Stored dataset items
=== Section Start ===

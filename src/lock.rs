//! Machine identity persistence and the single-instance file lock.
//!
//! `~/.fleetcron/machine.json` holds this host's generated `machine_id`
//! across restarts; `~/.fleetcron/agent.lock` is held exclusively for the
//! process lifetime so two agent instances never run on the same host.

use std::fs;
use std::path::PathBuf;

use fd_lock::RwLock as FileLock;
use serde::{Deserialize, Serialize};

use crate::config::home_dir;
use crate::types::new_machine_id;

#[derive(Debug, Serialize, Deserialize)]
struct MachineIdentity {
    machine_id: String,
}

fn identity_path() -> PathBuf {
    home_dir().join("machine.json")
}

fn lock_path() -> PathBuf {
    home_dir().join("agent.lock")
}

/// Load this host's persisted machine id, generating and saving a fresh
/// one on first run.
pub fn load_or_create_machine_id() -> std::io::Result<String> {
    let path = identity_path();
    if let Ok(raw) = fs::read_to_string(&path) {
        if let Ok(identity) = serde_json::from_str::<MachineIdentity>(&raw) {
            return Ok(identity.machine_id);
        }
    }
    let machine_id = new_machine_id();
    let identity = MachineIdentity {
        machine_id: machine_id.clone(),
    };
    fs::write(&path, serde_json::to_string_pretty(&identity)?)?;
    Ok(machine_id)
}

/// Holds the exclusive lock for the process lifetime; dropping it releases
/// the lock. The backing `FileLock` is deliberately leaked for `'static`
/// so the write guard can outlive the function that acquires it.
pub struct SingleInstanceGuard {
    _guard: fd_lock::RwLockWriteGuard<'static, fs::File>,
}

/// Acquire the single-instance lock, failing fast if another instance
/// already holds it.
pub fn acquire_single_instance_lock() -> std::io::Result<SingleInstanceGuard> {
    let path = lock_path();
    let file = fs::OpenOptions::new()
        .create(true)
        .write(true)
        .open(&path)?;
    let lock: &'static mut FileLock<fs::File> = Box::leak(Box::new(FileLock::new(file)));
    let guard = lock.try_write().map_err(|_| {
        std::io::Error::new(
            std::io::ErrorKind::WouldBlock,
            "another fleetcron agent instance already holds the lock",
        )
    })?;
    Ok(SingleInstanceGuard { _guard: guard })
}
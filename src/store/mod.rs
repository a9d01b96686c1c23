//! Store Gateway: the abstract persistence boundary over the shared
//! document database, plus a Mongo-backed implementation and an in-memory
//! fake for coordination-logic tests.

mod mongo;
mod memory;

pub use memory::InMemoryStore;
pub use mongo::MongoStore;

use async_trait::async_trait;
use chrono::{DateTime, Utc};

use crate::error::StoreError;
use crate::types::{Command, Job, JobRun, Machine, NotificationConfig};

/// Abstract persistence boundary every coordination component talks to.
/// Mirrors the original agent's Mongo collections: `machines`, `jobs`,
/// `job_runs`, `commands`, `notification_configs`.
#[async_trait]
pub trait StoreGateway: Send + Sync {
    /// Create any indexes the backend needs (unique `(job_id, scheduled_for)`
    /// on `job_runs`, etc.). Safe to call on every startup.
    async fn ensure_indexes(&self) -> Result<(), StoreError>;

    /// Upsert this machine's record, creating it with `order_value` on first
    /// sight and refreshing `last_seen`/`hostname` on every call. Returns the
    /// record as it stands immediately after the write (Mongo's
    /// `find_one_and_update` with `ReturnDocument::After` semantics).
    async fn ensure_machine(
        &self,
        machine_id: &str,
        hostname: &str,
        default_order_value: i64,
    ) -> Result<Machine, StoreError>;

    /// Stamp `last_online_minute` for this machine's current heartbeat.
    async fn update_heartbeat(&self, machine_id: &str, minute: DateTime<Utc>) -> Result<(), StoreError>;

    /// All known machines, ordered by ascending `order_value` then
    /// `machine_id` (stable tiebreak for equal order values).
    async fn list_machines_sorted(&self) -> Result<Vec<Machine>, StoreError>;

    /// Atomically claim `(job_id, scheduled_for)` for `machine_id`. Returns
    /// `true` iff this call performed the insert (i.e. the claimant is us);
    /// `false` if another machine already holds the claim.
    async fn claim_run(
        &self,
        job_id: &str,
        scheduled_for: DateTime<Utc>,
        machine_id: &str,
        order_value: i64,
        order_position: usize,
    ) -> Result<bool, StoreError>;

    /// Append a step log and advance the run's status/timestamps.
    async fn finalize_run(&self, run: &JobRun) -> Result<(), StoreError>;

    /// Every enabled job definition.
    async fn list_enabled_jobs(&self) -> Result<Vec<Job>, StoreError>;

    /// Commands targeted at `machine_id` or `"all"`, created strictly after
    /// `since` (or all such commands, if `since` is `None`), ordered by
    /// `created_at` ascending.
    async fn poll_commands_since(
        &self,
        machine_id: &str,
        since: Option<DateTime<Utc>>,
    ) -> Result<Vec<Command>, StoreError>;

    /// Insert a command for the fleet's Command Watchers to pick up.
    async fn submit_command(&self, command: &Command) -> Result<(), StoreError>;

    /// The singleton Telegram notification settings, if configured.
    async fn get_notification_config(&self) -> Result<Option<NotificationConfig>, StoreError>;
}
//! Tick scheduler: sleeps until the next scheduled minute, then drives the
//! Order Coordinator's Phase A/B/C sequence for that minute.

use std::sync::Arc;
use std::time::Duration;

use arc_swap::ArcSwap;
use chrono::{DateTime, Timelike, Utc};
use tracing::{error, info, warn};

use crate::action_chain;
use crate::clock::Clock;
use crate::config::Config;
use crate::job_index::JobIndex;
use crate::notify::Notifier;
use crate::order_coordinator::{self, Decision};
use crate::run_claimer;
use crate::store::StoreGateway;
use crate::types::JobRun;

const MAX_SLEEP: Duration = Duration::from_secs(30 * 60);

pub struct Agent {
    pub store: Arc<dyn StoreGateway>,
    pub config: Arc<ArcSwap<Config>>,
    pub index: Arc<JobIndex>,
    pub notifier: Arc<Notifier>,
    pub machine_id: String,
    pub hostname: String,
}

impl Agent {
    /// Run forever (until `shutdown` fires), one tick per scheduled minute.
    pub async fn run(&self, mut shutdown: tokio::sync::watch::Receiver<bool>) {
        loop {
            if *shutdown.borrow() {
                return;
            }
            let clock = Clock::new(&self.config.load().tz);
            let now_local = clock.now_local();

            let Some(next_schedule) = self.index.next_fire_after(now_local) else {
                let next_check = next_half_hour_boundary(now_local);
                let sleep_dur = duration_until(now_local, next_check);
                info!(next = %next_check, "no jobs scheduled, sleeping to next half hour");
                if sleep_cancellable(sleep_dur, &mut shutdown).await {
                    return;
                }
                self.reload_jobs().await;
                continue;
            };

            let sleep_dur = duration_until(now_local, next_schedule);
            if sleep_dur > MAX_SLEEP {
                info!(next = %next_schedule, "long wait before next job, sleeping in bounded increments");
                if sleep_cancellable(MAX_SLEEP, &mut shutdown).await {
                    return;
                }
                self.reload_jobs().await;
                continue;
            }

            if sleep_dur > Duration::ZERO {
                if sleep_cancellable(sleep_dur, &mut shutdown).await {
                    return;
                }
            }

            if let Err(e) = self.process_minute(next_schedule).await {
                error!(error = %e, "tick processing failed");
            }
        }
    }

    async fn reload_jobs(&self) {
        match self.store.list_enabled_jobs().await {
            Ok(jobs) => self.index.reload(jobs),
            Err(e) => error!(error = %e, "failed to reload jobs"),
        }
    }

    /// Phase A, conditionally Phase B, then Phase C for one scheduled minute.
    async fn process_minute(
        &self,
        tick_local: DateTime<chrono::FixedOffset>,
    ) -> Result<(), crate::error::StoreError> {
        let cfg = self.config.load();
        let scheduled_utc = order_coordinator::to_utc_minute(tick_local);

        self.store.update_heartbeat(&self.machine_id, scheduled_utc).await?;
        self.reload_jobs().await;

        let ctx = order_coordinator::get_order_context(
            self.store.as_ref(),
            &self.machine_id,
            &self.hostname,
            cfg.default_order,
        )
        .await?;

        let decision = order_coordinator::phase_a_decision(ctx.position, ctx.order_value, cfg.max_order);

        let final_decision = match decision {
            Decision::BeyondLimit => {
                warn!(position = ctx.position, "beyond active machine limit, skipping minute");
                return Ok(());
            }
            Decision::Execute { .. } => decision,
            Decision::Wait { wait_seconds, .. } => {
                tokio::time::sleep(Duration::from_secs(wait_seconds)).await;
                let recheck_ctx = order_coordinator::get_order_context(
                    self.store.as_ref(),
                    &self.machine_id,
                    &self.hostname,
                    cfg.default_order,
                )
                .await?;
                order_coordinator::phase_b_decision(
                    &recheck_ctx.machines,
                    recheck_ctx.position,
                    recheck_ctx.order_value,
                    scheduled_utc,
                    cfg.max_order,
                )
            }
            Decision::StandDown => decision,
        };

        let (position, order_value) = match final_decision {
            Decision::Execute { position, order_value } => (position, order_value),
            Decision::StandDown => {
                info!("earlier machine reported this minute, standing down");
                return Ok(());
            }
            Decision::BeyondLimit => {
                warn!("beyond active machine limit on recheck, skipping minute");
                return Ok(());
            }
            Decision::Wait { .. } => unreachable!("phase B never returns Wait"),
        };

        let jobs = self.index.list_for(tick_local.hour(), tick_local.minute());
        if jobs.is_empty() {
            info!(time = %tick_local.format("%H:%M"), "no jobs scheduled for this minute");
            return Ok(());
        }

        for job in jobs.iter() {
            if !run_claimer::try_claim(
                self.store.as_ref(),
                &job.job_id,
                scheduled_utc,
                &self.machine_id,
                order_value,
                position,
            )
            .await
            {
                info!(job_id = %job.job_id, "already claimed, skipping");
                continue;
            }

            let start = std::time::Instant::now();
            let start_at = Utc::now();
            let result = action_chain::run_chain(job, tick_local, &cfg.http_defaults, &cfg.secrets).await;
            let elapsed_ms = start.elapsed().as_millis() as u64;

            let run = JobRun {
                job_id: job.job_id.clone(),
                scheduled_for: scheduled_utc,
                claimed_by: Some(self.machine_id.clone()),
                claimed_at: Some(start_at),
                executed_order_value: Some(order_value),
                executed_order_position: Some(position),
                status: result.status,
                steps: result.steps.clone(),
                start_at: Some(start_at),
                end_at: Some(Utc::now()),
            };
            self.store.finalize_run(&run).await?;

            self.notifier
                .notify_job_result(
                    &job.name,
                    result.status,
                    tick_local,
                    elapsed_ms,
                    &self.machine_id,
                    &self.hostname,
                    order_value,
                    position,
                    &result.steps,
                )
                .await;

            info!(job_id = %job.job_id, status = ?result.status, elapsed_ms, "job run finished");
        }

        Ok(())
    }
}

fn next_half_hour_boundary(now_local: DateTime<chrono::FixedOffset>) -> DateTime<chrono::FixedOffset> {
    let base = crate::clock::floor_to_minute(now_local);
    if now_local.minute() < 30 {
        base.with_minute(30).unwrap_or(base)
    } else {
        (base + chrono::Duration::hours(1))
            .with_minute(0)
            .unwrap_or(base)
    }
}

fn duration_until(now: DateTime<chrono::FixedOffset>, target: DateTime<chrono::FixedOffset>) -> Duration {
    let delta = target.signed_duration_since(now);
    delta.to_std().unwrap_or(Duration::ZERO)
}

/// Sleep for `dur`, returning early (with `true`) if shutdown fires first.
async fn sleep_cancellable(dur: Duration, shutdown: &mut tokio::sync::watch::Receiver<bool>) -> bool {
    tokio::select! {
        _ = tokio::time::sleep(dur) => false,
        _ = shutdown.changed() => *shutdown.borrow(),
    }
}

#[cfg(test)]
mod tests {
    use super::*;
    use chrono::TimeZone;

    fn local(h: u32, m: u32) -> DateTime<chrono::FixedOffset> {
        chrono::FixedOffset::east_opt(0)
            .unwrap()
            .with_ymd_and_hms(2026, 7, 27, h, m, 0)
            .unwrap()
    }

    #[test]
    fn next_half_hour_boundary_before_30_rounds_to_xx30() {
        assert_eq!(next_half_hour_boundary(local(8, 5)), local(8, 30));
    }

    #[test]
    fn next_half_hour_boundary_after_30_rounds_to_next_hour() {
        assert_eq!(next_half_hour_boundary(local(8, 45)), local(9, 0));
    }

    #[test]
    fn duration_until_is_zero_for_past_targets() {
        assert_eq!(duration_until(local(9, 0), local(8, 0)), Duration::ZERO);
    }
}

=== Section End ===

Work task: Which lines in the data above hold the string "then"? Return each of them.

Task output:
    /// All known machines, ordered by ascending `order_value` then
//! Tick scheduler: sleeps until the next scheduled minute, then drives the
    /// Phase A, conditionally Phase B, then Phase C for one scheduled minute.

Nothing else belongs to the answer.